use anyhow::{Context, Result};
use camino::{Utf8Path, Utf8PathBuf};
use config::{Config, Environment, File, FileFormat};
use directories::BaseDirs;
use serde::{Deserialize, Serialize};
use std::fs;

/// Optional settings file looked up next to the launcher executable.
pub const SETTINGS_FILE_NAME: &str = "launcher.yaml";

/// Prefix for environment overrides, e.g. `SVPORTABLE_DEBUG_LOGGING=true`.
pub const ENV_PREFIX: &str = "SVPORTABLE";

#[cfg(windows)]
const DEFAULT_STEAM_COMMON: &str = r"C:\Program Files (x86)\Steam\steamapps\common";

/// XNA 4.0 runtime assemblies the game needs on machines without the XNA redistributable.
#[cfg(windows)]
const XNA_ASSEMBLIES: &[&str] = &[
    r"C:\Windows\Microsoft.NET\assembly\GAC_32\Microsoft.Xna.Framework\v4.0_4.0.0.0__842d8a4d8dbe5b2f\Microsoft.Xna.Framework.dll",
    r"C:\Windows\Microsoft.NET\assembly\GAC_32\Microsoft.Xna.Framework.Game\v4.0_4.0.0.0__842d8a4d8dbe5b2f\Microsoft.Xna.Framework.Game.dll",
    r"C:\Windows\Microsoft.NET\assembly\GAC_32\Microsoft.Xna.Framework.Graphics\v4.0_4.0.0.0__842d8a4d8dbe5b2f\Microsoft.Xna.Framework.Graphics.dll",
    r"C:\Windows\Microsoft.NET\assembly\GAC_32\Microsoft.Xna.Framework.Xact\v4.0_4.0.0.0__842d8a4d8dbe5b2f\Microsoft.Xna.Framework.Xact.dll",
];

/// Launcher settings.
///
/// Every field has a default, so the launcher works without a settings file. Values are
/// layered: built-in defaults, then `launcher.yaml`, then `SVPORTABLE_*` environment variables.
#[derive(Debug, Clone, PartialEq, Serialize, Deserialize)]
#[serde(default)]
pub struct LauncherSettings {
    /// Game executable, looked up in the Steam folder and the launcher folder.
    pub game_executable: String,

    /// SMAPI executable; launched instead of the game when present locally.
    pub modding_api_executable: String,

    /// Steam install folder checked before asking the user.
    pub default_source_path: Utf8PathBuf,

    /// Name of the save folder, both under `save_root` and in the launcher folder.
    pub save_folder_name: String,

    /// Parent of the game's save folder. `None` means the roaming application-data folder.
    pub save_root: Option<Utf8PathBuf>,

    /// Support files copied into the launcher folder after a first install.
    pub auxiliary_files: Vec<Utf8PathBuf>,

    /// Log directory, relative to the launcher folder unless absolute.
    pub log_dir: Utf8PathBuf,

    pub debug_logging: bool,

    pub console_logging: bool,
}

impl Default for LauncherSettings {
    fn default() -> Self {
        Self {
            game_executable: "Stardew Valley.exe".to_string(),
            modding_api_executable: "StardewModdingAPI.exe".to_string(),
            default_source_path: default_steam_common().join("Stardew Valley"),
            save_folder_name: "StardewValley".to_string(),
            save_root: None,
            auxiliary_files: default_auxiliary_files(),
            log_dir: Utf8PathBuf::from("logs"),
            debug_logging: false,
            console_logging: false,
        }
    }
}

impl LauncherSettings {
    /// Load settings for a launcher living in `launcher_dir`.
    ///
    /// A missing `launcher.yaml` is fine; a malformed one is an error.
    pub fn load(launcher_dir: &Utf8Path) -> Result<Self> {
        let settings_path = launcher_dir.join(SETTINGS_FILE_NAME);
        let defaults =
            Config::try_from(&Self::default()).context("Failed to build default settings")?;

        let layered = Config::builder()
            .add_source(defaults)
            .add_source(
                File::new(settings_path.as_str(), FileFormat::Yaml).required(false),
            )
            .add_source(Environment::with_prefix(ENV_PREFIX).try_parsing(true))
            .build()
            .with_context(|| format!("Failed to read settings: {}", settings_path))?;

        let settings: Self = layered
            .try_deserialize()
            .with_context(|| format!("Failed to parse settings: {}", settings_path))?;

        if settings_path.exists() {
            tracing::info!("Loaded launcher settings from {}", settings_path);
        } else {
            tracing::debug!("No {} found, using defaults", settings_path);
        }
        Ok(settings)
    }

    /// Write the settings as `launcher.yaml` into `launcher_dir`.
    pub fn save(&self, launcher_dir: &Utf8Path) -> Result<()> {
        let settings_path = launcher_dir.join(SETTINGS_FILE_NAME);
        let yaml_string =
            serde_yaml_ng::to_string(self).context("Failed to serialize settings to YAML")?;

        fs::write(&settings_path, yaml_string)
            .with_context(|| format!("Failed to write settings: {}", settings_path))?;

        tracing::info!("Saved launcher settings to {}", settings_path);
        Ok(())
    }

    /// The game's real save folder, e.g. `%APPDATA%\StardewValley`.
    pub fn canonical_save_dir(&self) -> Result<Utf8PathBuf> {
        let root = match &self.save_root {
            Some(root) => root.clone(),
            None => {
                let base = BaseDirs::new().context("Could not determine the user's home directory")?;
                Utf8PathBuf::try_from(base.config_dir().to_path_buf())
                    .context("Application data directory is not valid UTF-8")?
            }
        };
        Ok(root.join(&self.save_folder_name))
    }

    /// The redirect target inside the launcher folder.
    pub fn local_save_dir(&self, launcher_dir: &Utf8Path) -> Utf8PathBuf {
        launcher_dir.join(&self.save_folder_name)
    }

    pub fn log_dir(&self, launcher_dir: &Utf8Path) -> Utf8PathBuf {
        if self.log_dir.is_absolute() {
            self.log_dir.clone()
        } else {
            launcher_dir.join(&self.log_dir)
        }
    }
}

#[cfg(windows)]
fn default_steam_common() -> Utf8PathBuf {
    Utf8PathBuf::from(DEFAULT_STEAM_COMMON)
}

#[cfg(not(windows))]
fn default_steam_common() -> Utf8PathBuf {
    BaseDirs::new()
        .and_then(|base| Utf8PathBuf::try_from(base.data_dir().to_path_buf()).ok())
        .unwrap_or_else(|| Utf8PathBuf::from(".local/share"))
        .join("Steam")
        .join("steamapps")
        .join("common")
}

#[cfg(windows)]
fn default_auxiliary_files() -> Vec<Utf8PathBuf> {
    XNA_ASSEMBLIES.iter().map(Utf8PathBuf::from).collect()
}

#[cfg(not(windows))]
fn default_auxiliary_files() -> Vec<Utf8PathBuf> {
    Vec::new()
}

* _Exercise_: For this exercise, return every line from the data that holds the string "BaseDirs".

* _The answer_:
use directories::BaseDirs;
                let base = BaseDirs::new().context("Could not determine the user's home directory")?;
    BaseDirs::new()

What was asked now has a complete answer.